For fiscal Q2 reporting last year, SingTel used the exchange rate of A$1 to S$1.1998, compared to yesterday’s rate of A$1 to S$1.20 during Asian trading hours.
‘It all depends on how much the Aussie dollar moves. It’s still too early to tell. What we are seeing now is, it could be a knee-jerk reaction,’ said OCBC Investment Research analyst Carey Wong, who maintains a ‘buy’ call on SingTel with a $3.34 price target. But given Optus’s share of group revenue, any major movement in the Australian dollar would translate to a major impact on SingTel’s revenue, he added.
Another analyst, who declined to be named, noted that a bigger bugbear for SingTel is the expected rising cost pressures at Optus, fuelled by increased competition with Telstra as the once-dominant telco player in Australia seeks to regain market share.
Yesterday, the Australian dollar recovered from an initial fall triggered by an inconclusive election over the weekend that left behind the prospects of a hung Parliament for the first time in 70 years. While vote counting continues, political pundits believe that Australia’s leaders could take months to form a government.
After touching the day’s low of US$0.8833, the Aussie dollar clawed back to US$0.8912 yesterday, reflecting investors’ belief that the long-standing political stability is still going to hold.
Barclays said in a note that ‘the core fundamentals for these markets of stable government, sound fiscal policy and Australia being a premium location for foreign investment, especially in the mining sector, will remain intact’.

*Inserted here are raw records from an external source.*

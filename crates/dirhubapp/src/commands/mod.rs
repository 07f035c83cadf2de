//! # Command Layer
//!
//! This module contains the **core business logic** of dirhub. Each group of
//! operations lives in its own submodule as plain synchronous functions over a
//! [`DataStore`](crate::store::DataStore).
//!
//! ## Role and Responsibilities
//!
//! Commands are where the real work happens:
//! - Resolve lookups and raise the not-found errors
//! - Compute derived fields (`itemCount`, `categoryName`) on every read
//! - Aggregate statistics
//! - Build new and merged directory records and hand them to the store
//!
//! ## What Commands Do NOT Do
//!
//! - **Latency**: simulated delays belong to the service facade in [`crate::api`]
//! - **Filtering and sorting for display**: see [`crate::filter`]
//! - **Any I/O**: no stdout, stderr or terminal concerns
//!
//! ## Testing Strategy
//!
//! **This is where the lion's share of testing lives.** Command tests run
//! directly against [`FixtureStore`](crate::store::FixtureStore) or
//! [`MemoryStore`](crate::store::MemoryStore) over the embedded fixtures, with
//! no runtime and no clock.
//!
//! ## Command Modules
//!
//! - [`directories`]: list, lookup, create, update, delete, public listing
//! - [`categories`]: categories of a directory
//! - [`items`]: items of a directory, single item lookup
//! - [`stats`]: per-directory and dashboard aggregates

use crate::model::{
    Category, CategoryId, Directory, DirectoryId, DirectoryRecord, Item, UNCATEGORIZED,
};

pub mod categories;
pub mod directories;
pub mod items;
pub mod stats;

/// Number of items whose `directory_id` is `id`.
pub fn count_items(items: &[Item], id: DirectoryId) -> usize {
    items.iter().filter(|item| item.directory_id == id).count()
}

/// Attach the live item count to a directory.
pub fn annotate(directory: Directory, items: &[Item]) -> DirectoryRecord {
    let item_count = count_items(items, directory.id);
    DirectoryRecord {
        directory,
        item_count,
    }
}

/// Name of the category `id` refers to, or [`UNCATEGORIZED`].
pub fn category_name(categories: &[Category], id: Option<CategoryId>) -> String {
    id.and_then(|id| categories.iter().find(|c| c.id == id))
        .map(|c| c.name.clone())
        .unwrap_or_else(|| UNCATEGORIZED.to_string())
}

#[cfg(test)]
mod tests {
    use super::*;
    use crate::store::Fixtures;

    #[test]
    fn test_count_items_per_directory() {
        let fixtures = Fixtures::embedded().unwrap();
        let counts: Vec<usize> = (1..=6)
            .map(|id| count_items(&fixtures.items, id))
            .collect();
        assert_eq!(counts, vec![2, 3, 1, 1, 4, 1]);
        assert_eq!(count_items(&fixtures.items, 999), 0);
    }

    #[test]
    fn test_category_name_fallbacks() {
        let fixtures = Fixtures::embedded().unwrap();
        assert_eq!(category_name(&fixtures.categories, Some(3)), "Cafes");
        assert_eq!(category_name(&fixtures.categories, Some(99)), UNCATEGORIZED);
        assert_eq!(category_name(&fixtures.categories, None), UNCATEGORIZED);
    }
}
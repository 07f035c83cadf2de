use dirhubapp::api::DirectoryService;
use dirhubapp::config::DirhubConfig;
use dirhubapp::store::WriteMode;
use dirhubapp::DirhubError;
use std::fs;
use std::path::Path;

fn write_fixtures(dir: &Path) {
    fs::write(
        dir.join("directories.json"),
        r#"[
            {"Id": 10, "name": "Book Nooks", "slug": "book-nooks", "description": "Independent bookshops", "status": "active", "views": 3, "createdAt": "2024-07-01"},
            {"Id": 11, "name": "Repair Cafes", "slug": "repair-cafes", "description": "Fix it yourself", "status": "inactive", "views": 8, "createdAt": "2024-08-01"}
        ]"#,
    )
    .unwrap();
    fs::write(
        dir.join("categories.json"),
        r#"[{"Id": 1, "name": "Secondhand", "slug": "secondhand", "directoryId": 10, "order": 1}]"#,
    )
    .unwrap();
    fs::write(
        dir.join("items.json"),
        r#"[
            {"Id": 1, "title": "Dog-Eared", "directoryId": 10, "categoryId": 1, "views": 4, "featured": true},
            {"Id": 2, "title": "Spine", "directoryId": 10, "views": 1}
        ]"#,
    )
    .unwrap();
}

#[tokio::test]
async fn test_service_reads_configured_fixture_dir() {
    let dir = tempfile::tempdir().unwrap();
    write_fixtures(dir.path());

    let config = DirhubConfig {
        simulate_latency: false,
        fixtures_dir: Some(dir.path().to_path_buf()),
        ..Default::default()
    };
    let service = DirectoryService::from_config(&config).unwrap();

    let book_nooks = service.get_directory_by_slug("book-nooks").await.unwrap();
    assert_eq!(book_nooks.item_count, 2);
    assert_eq!(service.list_public_directories().await.unwrap().len(), 1);

    let stats = service.get_dashboard_stats().await.unwrap();
    assert_eq!(stats.total_views, 5);
    assert_eq!(stats.featured_items, 1);

    let created = service
        .create_directory(Default::default())
        .await
        .unwrap();
    assert_eq!(created.id, 12);
    assert_eq!(service.write_mode(), WriteMode::Discard);
}

#[test]
fn test_missing_fixture_dir_fails_to_build() {
    let dir = tempfile::tempdir().unwrap();
    let config = DirhubConfig {
        fixtures_dir: Some(dir.path().join("nope")),
        ..Default::default()
    };
    match DirectoryService::from_config(&config) {
        Err(DirhubError::Fixture(msg)) => assert!(msg.contains("directories.json")),
        Err(other) => panic!("Expected Fixture error, got {:?}", other),
        Ok(_) => panic!("Expected Fixture error, got a service"),
    }
}
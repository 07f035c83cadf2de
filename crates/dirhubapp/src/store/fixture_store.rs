use super::{DataStore, Fixtures, WriteMode};
use crate::error::Result;
use crate::model::{Category, Directory, DirectoryId, Item};
use tracing::debug;

/// Read-only fixture store.
///
/// Writes are accepted and dropped, so every read sees the collections exactly
/// as they were loaded.
#[derive(Debug, Clone)]
pub struct FixtureStore {
    fixtures: Fixtures,
}

impl FixtureStore {
    pub fn new(fixtures: Fixtures) -> Self {
        Self { fixtures }
    }

    pub fn embedded() -> Result<Self> {
        Ok(Self::new(Fixtures::embedded()?))
    }
}

impl DataStore for FixtureStore {
    fn directories(&self) -> Result<Vec<Directory>> {
        Ok(self.fixtures.directories.clone())
    }

    fn categories(&self) -> Result<Vec<Category>> {
        Ok(self.fixtures.categories.clone())
    }

    fn items(&self) -> Result<Vec<Item>> {
        Ok(self.fixtures.items.clone())
    }

    fn insert_directory(&self, directory: &Directory) -> Result<()> {
        debug!(id = directory.id, "insert discarded (fixture store)");
        Ok(())
    }

    fn replace_directory(&self, directory: &Directory) -> Result<()> {
        debug!(id = directory.id, "update discarded (fixture store)");
        Ok(())
    }

    fn remove_directory(&self, id: DirectoryId) -> Result<()> {
        debug!(id, "delete discarded (fixture store)");
        Ok(())
    }

    fn write_mode(&self) -> WriteMode {
        WriteMode::Discard
    }
}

In Australia, stocks of mining companies including Melbourne-based BHP Billiton Ltd and London-based Rio Tinto Group rose on optimism that the election outcome would result in a proposed mining tax being either scrapped or diluted.
OCBC vice-president of treasury research & strategy Emmanuel Ng said that he saw more downside risks emanating from a further spike in risk aversion rather than from the political landscape.
‘With uncertainty blanketing global growth prospects and localised political uncertainty domestically, we (see) a bearish A$-US$, targeting 0.815 and placing a stop (price) at 0.9086,’ he said in a note yesterday.
Other Singapore-listed companies with interest in Australia include Ezion, SP AusNet, AusGroup and Australand – a 59 per cent subsidiary of CapitaLand.
AusGroup, Australand and SP AusNet report their earnings in Australian dollars and are hence not expected to suffer translational impact as a result of an Aussie dollar weakness.
Ezion, which operates in Australia through a joint venture, had Australian operations accounting for close to 8 per cent of net profit for the second quarter ended June 30. Its Australian operations received a further boost this month with a letter of intent for marine logistics work from a multinational with an estimated value at A$70 million (S$85 million).
Jason Saw, analyst at DMG & Partners Securities, said that he did not expect Aussie dollar movement to have a major impact on Ezion yet as work for their Australian contracts has not reached peak productivity and the revenue has not fully stream in yet.